### What the exercise asks
In the records below, the line with "filename crates/hkrag-vector/src/search.rs" opens the range and the line with "let table = db.open_table(table_name).execute().await?;" closes it; print that range exactly and nothing else.

[Collected data]

··········

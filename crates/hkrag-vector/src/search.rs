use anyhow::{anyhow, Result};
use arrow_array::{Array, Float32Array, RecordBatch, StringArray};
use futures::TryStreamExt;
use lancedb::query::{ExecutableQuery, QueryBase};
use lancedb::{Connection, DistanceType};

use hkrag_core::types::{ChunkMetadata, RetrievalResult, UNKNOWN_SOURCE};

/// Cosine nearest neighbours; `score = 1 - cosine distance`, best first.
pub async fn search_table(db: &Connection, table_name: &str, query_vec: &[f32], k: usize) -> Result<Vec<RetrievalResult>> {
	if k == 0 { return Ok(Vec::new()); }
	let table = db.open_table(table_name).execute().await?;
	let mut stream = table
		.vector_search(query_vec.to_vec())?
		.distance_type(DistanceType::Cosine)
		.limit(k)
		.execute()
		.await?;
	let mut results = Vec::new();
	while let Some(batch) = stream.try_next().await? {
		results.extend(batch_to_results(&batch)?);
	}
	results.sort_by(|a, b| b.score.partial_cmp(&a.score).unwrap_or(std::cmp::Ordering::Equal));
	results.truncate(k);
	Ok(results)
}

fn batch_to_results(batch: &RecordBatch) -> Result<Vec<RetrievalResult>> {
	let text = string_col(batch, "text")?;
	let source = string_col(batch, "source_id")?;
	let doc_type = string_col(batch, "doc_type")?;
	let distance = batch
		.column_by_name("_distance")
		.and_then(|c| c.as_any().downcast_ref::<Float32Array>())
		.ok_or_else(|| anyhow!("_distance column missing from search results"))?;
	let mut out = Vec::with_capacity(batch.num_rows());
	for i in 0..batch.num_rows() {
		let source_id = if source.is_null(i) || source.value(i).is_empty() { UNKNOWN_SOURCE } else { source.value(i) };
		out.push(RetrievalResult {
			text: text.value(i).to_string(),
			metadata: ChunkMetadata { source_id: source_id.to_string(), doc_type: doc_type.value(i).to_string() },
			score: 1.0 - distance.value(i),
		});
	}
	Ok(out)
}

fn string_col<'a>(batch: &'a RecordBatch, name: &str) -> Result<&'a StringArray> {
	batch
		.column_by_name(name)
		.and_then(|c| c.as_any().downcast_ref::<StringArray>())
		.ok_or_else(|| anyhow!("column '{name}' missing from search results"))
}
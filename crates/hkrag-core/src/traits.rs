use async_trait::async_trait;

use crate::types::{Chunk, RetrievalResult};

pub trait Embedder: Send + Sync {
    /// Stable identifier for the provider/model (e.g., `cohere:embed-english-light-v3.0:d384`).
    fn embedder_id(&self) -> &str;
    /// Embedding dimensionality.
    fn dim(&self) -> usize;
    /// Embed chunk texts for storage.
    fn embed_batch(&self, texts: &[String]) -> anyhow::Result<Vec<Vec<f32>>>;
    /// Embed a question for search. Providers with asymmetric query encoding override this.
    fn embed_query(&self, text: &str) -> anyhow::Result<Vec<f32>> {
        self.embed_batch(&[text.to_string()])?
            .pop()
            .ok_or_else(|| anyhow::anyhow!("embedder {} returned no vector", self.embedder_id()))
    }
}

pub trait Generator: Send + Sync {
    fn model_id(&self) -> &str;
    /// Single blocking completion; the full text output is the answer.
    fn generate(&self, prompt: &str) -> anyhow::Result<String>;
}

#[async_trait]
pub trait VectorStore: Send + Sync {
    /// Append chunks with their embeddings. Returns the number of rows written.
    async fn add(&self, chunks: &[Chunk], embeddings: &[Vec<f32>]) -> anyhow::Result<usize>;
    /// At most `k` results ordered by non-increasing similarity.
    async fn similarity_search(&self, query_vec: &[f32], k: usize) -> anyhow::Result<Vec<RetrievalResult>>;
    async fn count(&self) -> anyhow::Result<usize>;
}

··········

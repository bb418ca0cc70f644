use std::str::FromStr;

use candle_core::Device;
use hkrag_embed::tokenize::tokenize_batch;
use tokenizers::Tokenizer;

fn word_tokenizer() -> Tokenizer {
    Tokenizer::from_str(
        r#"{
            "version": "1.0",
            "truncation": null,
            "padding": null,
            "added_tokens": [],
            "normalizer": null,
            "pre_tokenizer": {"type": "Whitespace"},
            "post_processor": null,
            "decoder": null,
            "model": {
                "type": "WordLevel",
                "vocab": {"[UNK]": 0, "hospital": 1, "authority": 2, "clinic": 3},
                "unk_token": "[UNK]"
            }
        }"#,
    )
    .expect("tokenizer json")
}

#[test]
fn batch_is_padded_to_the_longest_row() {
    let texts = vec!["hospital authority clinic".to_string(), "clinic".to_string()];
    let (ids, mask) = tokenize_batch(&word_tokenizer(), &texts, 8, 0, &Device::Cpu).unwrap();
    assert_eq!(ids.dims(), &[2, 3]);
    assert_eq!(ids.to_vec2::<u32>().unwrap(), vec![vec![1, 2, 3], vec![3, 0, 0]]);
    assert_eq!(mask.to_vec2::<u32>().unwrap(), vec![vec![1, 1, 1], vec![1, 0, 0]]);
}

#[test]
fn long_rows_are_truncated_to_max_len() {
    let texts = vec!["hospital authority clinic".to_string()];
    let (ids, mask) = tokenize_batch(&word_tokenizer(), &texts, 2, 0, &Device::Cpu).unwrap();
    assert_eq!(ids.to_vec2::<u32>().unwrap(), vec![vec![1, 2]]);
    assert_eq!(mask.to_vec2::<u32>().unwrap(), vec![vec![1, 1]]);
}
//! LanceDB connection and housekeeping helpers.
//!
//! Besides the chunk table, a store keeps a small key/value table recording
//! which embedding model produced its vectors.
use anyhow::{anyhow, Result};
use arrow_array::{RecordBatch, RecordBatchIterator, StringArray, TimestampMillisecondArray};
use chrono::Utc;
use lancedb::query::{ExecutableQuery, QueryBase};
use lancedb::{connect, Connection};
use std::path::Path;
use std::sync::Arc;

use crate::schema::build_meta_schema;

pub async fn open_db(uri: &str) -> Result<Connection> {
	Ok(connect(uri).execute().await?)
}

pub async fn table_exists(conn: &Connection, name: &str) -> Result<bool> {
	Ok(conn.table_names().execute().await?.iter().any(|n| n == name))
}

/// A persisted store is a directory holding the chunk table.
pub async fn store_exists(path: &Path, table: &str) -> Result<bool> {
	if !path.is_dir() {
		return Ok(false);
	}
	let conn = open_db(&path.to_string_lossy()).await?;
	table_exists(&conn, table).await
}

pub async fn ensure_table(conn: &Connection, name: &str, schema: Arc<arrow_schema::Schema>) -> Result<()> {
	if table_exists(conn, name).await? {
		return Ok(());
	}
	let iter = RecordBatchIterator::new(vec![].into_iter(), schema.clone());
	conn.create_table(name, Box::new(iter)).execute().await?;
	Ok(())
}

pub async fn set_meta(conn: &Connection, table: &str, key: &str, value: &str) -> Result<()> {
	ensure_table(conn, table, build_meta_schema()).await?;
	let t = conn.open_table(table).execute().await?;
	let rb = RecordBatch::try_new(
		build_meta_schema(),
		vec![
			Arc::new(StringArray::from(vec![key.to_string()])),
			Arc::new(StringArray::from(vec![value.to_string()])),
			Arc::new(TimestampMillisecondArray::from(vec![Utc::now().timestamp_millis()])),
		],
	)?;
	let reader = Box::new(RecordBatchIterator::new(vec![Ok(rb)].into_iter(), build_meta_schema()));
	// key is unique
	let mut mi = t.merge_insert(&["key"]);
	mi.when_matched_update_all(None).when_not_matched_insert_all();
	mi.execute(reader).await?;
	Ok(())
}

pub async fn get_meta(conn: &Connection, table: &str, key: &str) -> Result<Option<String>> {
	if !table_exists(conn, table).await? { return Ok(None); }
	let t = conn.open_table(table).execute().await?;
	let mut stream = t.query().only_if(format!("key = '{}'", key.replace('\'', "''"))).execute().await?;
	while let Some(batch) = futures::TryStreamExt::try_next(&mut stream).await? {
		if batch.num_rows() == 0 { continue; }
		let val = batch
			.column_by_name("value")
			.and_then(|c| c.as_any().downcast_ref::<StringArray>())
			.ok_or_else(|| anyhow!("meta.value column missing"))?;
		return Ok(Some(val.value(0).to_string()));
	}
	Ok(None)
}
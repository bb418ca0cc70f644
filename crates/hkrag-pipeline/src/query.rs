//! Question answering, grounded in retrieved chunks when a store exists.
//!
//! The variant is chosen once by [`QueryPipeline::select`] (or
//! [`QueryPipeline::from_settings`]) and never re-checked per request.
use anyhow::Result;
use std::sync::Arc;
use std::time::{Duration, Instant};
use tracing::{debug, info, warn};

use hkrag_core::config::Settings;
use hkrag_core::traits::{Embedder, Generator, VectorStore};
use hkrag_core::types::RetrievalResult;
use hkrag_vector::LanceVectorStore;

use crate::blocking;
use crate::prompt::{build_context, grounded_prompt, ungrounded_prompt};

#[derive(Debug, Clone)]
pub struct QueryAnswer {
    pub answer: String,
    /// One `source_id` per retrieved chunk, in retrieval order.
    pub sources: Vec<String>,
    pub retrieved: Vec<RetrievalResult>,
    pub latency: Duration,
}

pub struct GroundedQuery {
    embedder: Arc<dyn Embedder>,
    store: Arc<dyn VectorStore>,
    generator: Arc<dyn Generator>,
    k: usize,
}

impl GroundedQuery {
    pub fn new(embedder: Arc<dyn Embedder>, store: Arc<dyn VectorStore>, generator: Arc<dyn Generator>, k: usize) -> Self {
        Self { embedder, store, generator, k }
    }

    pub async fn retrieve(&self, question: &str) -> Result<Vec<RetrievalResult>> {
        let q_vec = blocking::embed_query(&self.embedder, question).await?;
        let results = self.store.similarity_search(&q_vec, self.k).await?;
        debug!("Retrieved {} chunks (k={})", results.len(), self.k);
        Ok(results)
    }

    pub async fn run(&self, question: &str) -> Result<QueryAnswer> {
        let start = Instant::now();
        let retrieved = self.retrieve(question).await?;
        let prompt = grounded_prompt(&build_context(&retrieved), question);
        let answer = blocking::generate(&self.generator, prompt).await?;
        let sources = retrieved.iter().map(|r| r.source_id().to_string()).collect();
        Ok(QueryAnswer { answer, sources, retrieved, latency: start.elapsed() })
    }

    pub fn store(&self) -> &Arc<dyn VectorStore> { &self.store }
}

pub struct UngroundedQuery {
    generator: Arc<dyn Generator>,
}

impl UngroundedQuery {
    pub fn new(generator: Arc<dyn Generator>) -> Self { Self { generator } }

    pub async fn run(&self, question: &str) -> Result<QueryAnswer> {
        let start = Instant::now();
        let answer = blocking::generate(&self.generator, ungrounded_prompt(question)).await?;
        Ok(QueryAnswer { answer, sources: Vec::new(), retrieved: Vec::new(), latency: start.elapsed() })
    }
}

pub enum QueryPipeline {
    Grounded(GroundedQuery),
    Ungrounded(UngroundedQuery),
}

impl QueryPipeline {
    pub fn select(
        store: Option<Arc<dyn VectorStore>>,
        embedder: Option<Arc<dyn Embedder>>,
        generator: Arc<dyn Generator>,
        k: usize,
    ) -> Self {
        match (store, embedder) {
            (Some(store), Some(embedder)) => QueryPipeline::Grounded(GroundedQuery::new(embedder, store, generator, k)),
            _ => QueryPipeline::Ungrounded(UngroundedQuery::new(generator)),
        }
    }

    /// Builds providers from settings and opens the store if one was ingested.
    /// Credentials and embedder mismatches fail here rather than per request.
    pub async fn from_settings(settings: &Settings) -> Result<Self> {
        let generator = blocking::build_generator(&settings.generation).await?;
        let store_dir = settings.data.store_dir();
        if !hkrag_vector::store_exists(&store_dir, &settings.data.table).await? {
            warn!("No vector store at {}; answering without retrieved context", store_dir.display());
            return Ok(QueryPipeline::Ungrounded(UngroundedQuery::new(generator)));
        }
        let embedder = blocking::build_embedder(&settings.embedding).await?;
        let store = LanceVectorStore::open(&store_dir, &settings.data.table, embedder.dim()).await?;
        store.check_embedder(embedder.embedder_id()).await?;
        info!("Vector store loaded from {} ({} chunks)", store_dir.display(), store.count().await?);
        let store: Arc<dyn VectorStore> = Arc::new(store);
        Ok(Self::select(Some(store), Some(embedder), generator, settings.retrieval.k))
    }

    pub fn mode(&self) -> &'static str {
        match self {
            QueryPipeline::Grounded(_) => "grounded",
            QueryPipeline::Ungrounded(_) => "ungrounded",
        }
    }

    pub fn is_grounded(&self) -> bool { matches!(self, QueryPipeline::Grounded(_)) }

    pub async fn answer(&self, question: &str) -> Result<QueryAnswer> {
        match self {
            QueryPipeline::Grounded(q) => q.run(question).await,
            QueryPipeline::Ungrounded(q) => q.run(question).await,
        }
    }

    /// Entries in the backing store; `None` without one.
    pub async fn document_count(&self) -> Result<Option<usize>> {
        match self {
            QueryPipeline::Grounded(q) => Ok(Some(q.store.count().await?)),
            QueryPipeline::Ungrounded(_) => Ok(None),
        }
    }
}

··········

### Answer to this problem
filename crates/hkrag-vector/src/search.rs
use anyhow::{anyhow, Result};
use arrow_array::{Array, Float32Array, RecordBatch, StringArray};
use futures::TryStreamExt;
use lancedb::query::{ExecutableQuery, QueryBase};
use lancedb::{Connection, DistanceType};

use hkrag_core::types::{ChunkMetadata, RetrievalResult, UNKNOWN_SOURCE};

/// Cosine nearest neighbours; `score = 1 - cosine distance`, best first.
pub async fn search_table(db: &Connection, table_name: &str, query_vec: &[f32], k: usize) -> Result<Vec<RetrievalResult>> {
	if k == 0 { return Ok(Vec::new()); }
	let table = db.open_table(table_name).execute().await?;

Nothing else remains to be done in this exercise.